#### GIVEN ENTRIES ####

//! Display model shared by the aggregator, the playback controller and every
//! presentational client.
//!
//! `NowPlaying` is what a shell renders.  It is never empty: the track always
//! carries a title and an artist, and the helpers below fall back to the
//! station branding for anything a source did not provide.

use chrono::{DateTime, Local};
use serde::{Deserialize, Deserializer, Serialize};

use crate::config::StationConfig;

/// How many playlist entries are surfaced to clients.
pub const PLAYLIST_LIMIT: usize = 10;

#[derive(Debug, Clone, PartialEq, Default, Serialize, Deserialize)]
pub struct TrackMetadata {
    pub title: String,
    pub artist: String,
    #[serde(default)]
    pub album: Option<String>,
    #[serde(default)]
    pub artwork: Option<String>,
}

#[derive(Debug, Clone, PartialEq, Default, Serialize, Deserialize)]
pub struct StationSnapshot {
    pub name: String,
    pub description: String,
    #[serde(default)]
    pub logo: Option<String>,
    #[serde(default)]
    pub listeners: Option<u32>,
    /// kbps
    #[serde(default)]
    pub bitrate: Option<u32>,
    #[serde(default)]
    pub genre: Option<String>,
}

#[derive(Debug, Clone, PartialEq, Default, Serialize, Deserialize)]
pub struct PlaylistEntry {
    #[serde(default, deserialize_with = "null_as_empty")]
    pub title: String,
    #[serde(default, deserialize_with = "null_as_empty")]
    pub artist: String,
    #[serde(default)]
    pub album: Option<String>,
    #[serde(default)]
    pub artwork: Option<String>,
    /// Timestamp exactly as the provider sent it (RFC 3339 in practice).
    #[serde(default, deserialize_with = "null_as_empty")]
    pub played_at: String,
    /// Seconds
    #[serde(default, deserialize_with = "lenient_u32")]
    pub duration: Option<u32>,
}

/// Counts from the providers arrive as numbers, floats (`245.0`) or strings
/// (`"128"`).  Anything else reads as absent.
pub fn lenient_u32<'de, D: Deserializer<'de>>(de: D) -> Result<Option<u32>, D::Error> {
    let value = Option::<serde_json::Value>::deserialize(de)?;
    Ok(match value {
        Some(serde_json::Value::Number(n)) => match n.as_u64() {
            Some(n) => u32::try_from(n).ok(),
            None => n.as_f64().and_then(float_to_u32),
        },
        Some(serde_json::Value::String(s)) => {
            let s = s.trim();
            s.parse::<u32>()
                .ok()
                .or_else(|| s.parse::<f64>().ok().and_then(float_to_u32))
        }
        _ => None,
    })
}

fn float_to_u32(f: f64) -> Option<u32> {
    (f.is_finite() && (0.0..=u32::MAX as f64).contains(&f)).then(|| f.round() as u32)
}

/// `null` or a non-string scalar reads as an empty string.
fn null_as_empty<'de, D: Deserializer<'de>>(de: D) -> Result<String, D::Error> {
    let value = Option::<serde_json::Value>::deserialize(de)?;
    Ok(match value {
        Some(serde_json::Value::String(s)) => s,
        Some(serde_json::Value::Number(n)) => n.to_string(),
        _ => String::new(),
    })
}

/// Hardcoded display values used whenever the network gives us nothing.
#[derive(Debug, Clone, PartialEq)]
pub struct Fallback {
    pub track: TrackMetadata,
    pub station: StationSnapshot,
    /// Artist shown when a source names a title but no artist.
    pub artist_label: String,
    pub logo_url: String,
}

impl Fallback {
    pub fn from_station(station: &StationConfig) -> Self {
        Self {
            track: TrackMetadata {
                title: station.display_name.clone(),
                artist: station.tagline.clone(),
                album: Some(station.live_album.clone()),
                artwork: Some(station.logo_url.clone()),
            },
            station: StationSnapshot {
                name: station.name.clone(),
                description: station.display_name.clone(),
                logo: Some(station.logo_url.clone()),
                ..StationSnapshot::default()
            },
            artist_label: station.name.clone(),
            logo_url: station.logo_url.clone(),
        }
    }
}

impl Default for Fallback {
    fn default() -> Self {
        Self::from_station(&StationConfig::default())
    }
}

/// The merged "now playing" view.
#[derive(Debug, Clone, PartialEq, Serialize, Deserialize)]
pub struct NowPlaying {
    pub track: TrackMetadata,
    pub station: StationSnapshot,
    pub playlist: Vec<PlaylistEntry>,
    /// Transient banner shown when a whole cycle failed.
    pub notice: Option<String>,
    pub last_update: Option<DateTime<Local>>,
    /// True until the first cycle has settled.
    pub loading: bool,
    /// True while a manually requested cycle runs.
    pub refreshing: bool,
}

impl NowPlaying {
    pub fn initial(fallback: &Fallback) -> Self {
        Self {
            track: TrackMetadata {
                title: fallback.track.title.clone(),
                artist: fallback.track.artist.clone(),
                album: None,
                artwork: None,
            },
            station: fallback.station.clone(),
            playlist: Vec::new(),
            notice: None,
            last_update: None,
            loading: true,
            refreshing: false,
        }
    }

    pub fn display_title<'a>(&'a self, fallback: &'a Fallback) -> &'a str {
        first_non_empty(&[self.track.title.as_str(), self.station.name.as_str()])
            .unwrap_or(fallback.track.title.as_str())
    }

    pub fn display_artist<'a>(&'a self, fallback: &'a Fallback) -> &'a str {
        first_non_empty(&[self.track.artist.as_str()]).unwrap_or(fallback.track.artist.as_str())
    }

    pub fn display_artwork<'a>(&'a self, fallback: &'a Fallback) -> &'a str {
        let track = self.track.artwork.as_deref().unwrap_or("");
        let logo = self.station.logo.as_deref().unwrap_or("");
        first_non_empty(&[track, logo]).unwrap_or(fallback.logo_url.as_str())
    }

    pub fn listeners_label(&self) -> Option<String> {
        self.station
            .listeners
            .filter(|n| *n > 0)
            .map(|n| format!("{} auditeurs", n))
    }
}

fn first_non_empty<'a>(candidates: &[&'a str]) -> Option<&'a str> {
    candidates.iter().copied().find(|s| !s.trim().is_empty())
}

/// `245` → `"4:05"`
pub fn format_duration(secs: u32) -> String {
    format!("{}:{:02}", secs / 60, secs % 60)
}

/// Local `HH:MM` for a playlist timestamp, or an empty string when the
/// provider sent something unparsable.
pub fn format_played_at(raw: &str) -> String {
    DateTime::parse_from_rfc3339(raw.trim())
        .map(|dt| dt.with_timezone(&Local).format("%H:%M").to_string())
        .unwrap_or_default()
}
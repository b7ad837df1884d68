/// DaemonCore: single-owner event loop for playback and favorites.
///
/// Every task that wants to change something sends a `DaemonEvent`
/// (sockets, HTTP API, ctrl-c) or an `ElementEvent` (mpv, the HLS watchdog,
/// attempt deadlines).  DaemonCore owns the `PlaybackController` and the
/// metadata `Poller` exclusively; no other task touches them.
///
/// After each event that changes the player snapshot, DaemonCore publishes it
/// into the `StateManager` and broadcasts `BroadcastMessage::StateUpdated`.
use std::sync::Arc;

use tokio::sync::{broadcast, mpsc};
use tracing::{debug, info, warn};
use zigomar_proto::protocol::Command;
use zigomar_proto::state::StateManager;

use crate::aggregator::Poller;
use crate::playback::{ElementEvent, PlaybackController};
use crate::BroadcastMessage;

// ── DaemonEvent ───────────────────────────────────────────────────────────────

/// All external inputs into the DaemonCore loop.
#[derive(Debug)]
pub enum DaemonEvent {
    /// A command from a socket client or the HTTP API.
    ClientCommand(Command),
    /// Shutdown requested.
    Shutdown,
}

// ── DaemonCore ────────────────────────────────────────────────────────────────

pub struct DaemonCore {
    state_manager: Arc<StateManager>,
    controller: PlaybackController,
    poller: Poller,
    /// Element, adaptive-session and deadline events for the controller.
    element_rx: mpsc::Receiver<ElementEvent>,
    broadcast_tx: broadcast::Sender<BroadcastMessage>,
}

impl DaemonCore {
    pub fn new(
        state_manager: Arc<StateManager>,
        controller: PlaybackController,
        poller: Poller,
        element_rx: mpsc::Receiver<ElementEvent>,
        broadcast_tx: broadcast::Sender<BroadcastMessage>,
    ) -> Self {
        Self {
            state_manager,
            controller,
            poller,
            element_rx,
            broadcast_tx,
        }
    }

    /// Run the core event loop.  Returns when a `Shutdown` event is received
    /// or the event channel is closed.
    pub async fn run(mut self, mut event_rx: mpsc::Receiver<DaemonEvent>) -> anyhow::Result<()> {
        info!("DaemonCore: starting event loop");
        self.publish_player().await;

        loop {
            tokio::select! {
                evt = event_rx.recv() => match evt {
                    None => {
                        info!("DaemonCore: event channel closed, shutting down");
                        break;
                    }
                    Some(DaemonEvent::Shutdown) => {
                        info!("DaemonCore: shutdown requested");
                        break;
                    }
                    Some(DaemonEvent::ClientCommand(cmd)) => {
                        info!("DaemonCore: command {:?}", cmd);
                        self.handle_command(cmd).await;
                    }
                },
                Some(event) = self.element_rx.recv() => {
                    if self.controller.handle_element_event(event).await {
                        self.publish_player().await;
                    }
                }
            }
        }

        self.cleanup().await;
        Ok(())
    }

    async fn handle_command(&mut self, cmd: Command) {
        match cmd {
            Command::TogglePlay => {
                if !self.controller.toggle_play().await {
                    info!("DaemonCore: play refused while loading");
                }
            }
            Command::Pause => self.controller.pause().await,
            Command::SetVolume { value } => self.controller.set_volume(value).await,
            Command::ToggleMute => self.controller.toggle_mute().await,
            Command::ToggleFavorite => match self.state_manager.toggle_favorite().await {
                Ok(favorite) => {
                    info!("DaemonCore: favorite is now {}", favorite);
                    self.notify();
                }
                Err(e) => {
                    warn!("DaemonCore: favorite not saved: {}", e);
                    let _ = self
                        .broadcast_tx
                        .send(BroadcastMessage::Error(format!("Favori non enregistré: {}", e)));
                }
            },
            Command::Refresh => {
                // Detached; the aggregator publishes its own result.
                drop(self.poller.refresh_now());
            }
            Command::GetState => {
                // Senders receive the snapshot after every command
            }
        }
        self.publish_player().await;
    }

    async fn publish_player(&self) {
        if self.state_manager.set_player(self.controller.view()).await {
            debug!(
                "DaemonCore: player {:?} after {} attempt(s)",
                self.controller.phase(),
                self.controller.last_report().attempts.len()
            );
            self.notify();
        }
    }

    fn notify(&self) {
        // No receivers is fine
        let _ = self.broadcast_tx.send(BroadcastMessage::StateUpdated);
    }

    /// Stop metadata polling, then tear playback down.
    async fn cleanup(self) {
        info!("DaemonCore: cleanup");
        self.poller.shutdown().await;
        self.controller.shutdown().await;
    }
}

####

- [WHAT THE TASK ASKS]:
If a line falls between the first line of the entries and the line containing "pub struct StationSnapshot", or is one of those two, restate it word for word; leave all other lines out.

- [RESULT]:
//! Display model shared by the aggregator, the playback controller and every
//! presentational client.
//!
//! `NowPlaying` is what a shell renders.  It is never empty: the track always
//! carries a title and an artist, and the helpers below fall back to the
//! station branding for anything a source did not provide.

use chrono::{DateTime, Local};
use serde::{Deserialize, Deserializer, Serialize};

use crate::config::StationConfig;

/// How many playlist entries are surfaced to clients.
pub const PLAYLIST_LIMIT: usize = 10;

#[derive(Debug, Clone, PartialEq, Default, Serialize, Deserialize)]
pub struct TrackMetadata {
    pub title: String,
    pub artist: String,
    #[serde(default)]
    pub album: Option<String>,
    #[serde(default)]
    pub artwork: Option<String>,
}

#[derive(Debug, Clone, PartialEq, Default, Serialize, Deserialize)]
pub struct StationSnapshot {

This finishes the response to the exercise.